Reports of city-wide compulsory testing

Local media also reported that there may be compulsory testing rolled out across the city, though there were conflicting reports over whether the government had made a decision yet.

Yuen Long Lockdown
File photo: GovHK.

Headline Daily and HK01 cited sources as saying that the government already had plans to conduct mandatory testing for all Hong Kong residents from March.

Both articles said that residents will be divided using their Hong Kong identity card numbers, and that each person will undergo three tests. Test specimens may also be sent to Shenzhen for analysis due to the limited testing capacity in Hong Kong, the outlets reported.

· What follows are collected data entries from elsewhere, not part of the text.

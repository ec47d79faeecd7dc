//! CompletionBackend trait — the abstraction over LLM services.
//!
//! A backend knows how to send a rendered prompt to a model and return
//! the completion text. Model selection and fallback policy live above
//! this trait, in the provider crate's `ModelHub`.

use crate::error::ProviderError;
use async_trait::async_trait;
use serde::{Deserialize, Serialize};

/// A single completion request.
#[derive(Debug, Clone, Serialize, Deserialize)]
pub struct CompletionRequest {
    /// The model to use (e.g., "gpt-4o", "gpt-4o-mini")
    pub model: String,

    /// System preamble sent alongside the prompt
    pub system: String,

    /// The rendered prompt text
    pub prompt: String,

    /// Temperature (0.0 = deterministic)
    #[serde(default = "default_temperature")]
    pub temperature: f32,

    /// Maximum tokens to generate
    pub max_tokens: u32,

    /// Stop sequences
    #[serde(default, skip_serializing_if = "Vec::is_empty")]
    pub stop: Vec<String>,
}

pub(crate) fn default_temperature() -> f32 {
    0.7
}

/// A complete response from a backend.
#[derive(Debug, Clone, Serialize, Deserialize)]
pub struct CompletionResponse {
    /// The generated text
    pub content: String,

    /// Which model actually responded (may differ from requested)
    pub model: String,

    /// Token usage statistics, when the service reports them
    pub usage: Option<Usage>,
}

/// Token usage information.
#[derive(Debug, Clone, Serialize, Deserialize)]
pub struct Usage {
    pub prompt_tokens: u32,
    pub completion_tokens: u32,
    pub total_tokens: u32,
}

/// The core CompletionBackend trait.
///
/// Every LLM service (OpenAI-compatible endpoints, mocks in tests)
/// implements this trait. Callers never know which backend is in use.
#[async_trait]
pub trait CompletionBackend: Send + Sync {
    /// A human-readable name for this backend (e.g., "openai").
    fn name(&self) -> &str;

    /// Send a request and get a complete response.
    async fn complete(
        &self,
        request: CompletionRequest,
    ) -> std::result::Result<CompletionResponse, ProviderError>;

    /// Health check — can we reach the service?
    async fn health_check(&self) -> std::result::Result<bool, ProviderError> {
        Ok(true)
    }
}

#[cfg(test)]
mod tests {
    use super::*;

    #[test]
    fn request_serialization_skips_empty_stop() {
        let req = CompletionRequest {
            model: "gpt-4o".into(),
            system: "You are helpful.".into(),
            prompt: "Hello".into(),
            temperature: default_temperature(),
            max_tokens: 2048,
            stop: vec![],
        };
        let json = serde_json::to_string(&req).unwrap();
        assert!(!json.contains("stop"));
        assert!((req.temperature - 0.7).abs() < f32::EPSILON);
    }

    #[test]
    fn response_roundtrip() {
        let resp = CompletionResponse {
            content: "Final Answer: 42".into(),
            model: "gpt-4o".into(),
            usage: Some(Usage {
                prompt_tokens: 10,
                completion_tokens: 5,
                total_tokens: 15,
            }),
        };
        let json = serde_json::to_string(&resp).unwrap();
        let back: CompletionResponse = serde_json::from_str(&json).unwrap();
        assert_eq!(back.content, "Final Answer: 42");
        assert_eq!(back.usage.unwrap().total_tokens, 15);
    }
}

Ming Pao reported that the government was still studying the proposal, suggested by the Constitutional and Mainland Affairs Bureau. The article also cited sources staying that the suggestions were “tentative,” and “lacked details for execution.”

The reports came as the city struggles with the fifth wave of Covid-19. As of Wednesday, the city has recorded 30,955 infections and 227 deaths since the beginning of the pandemic over two years ago.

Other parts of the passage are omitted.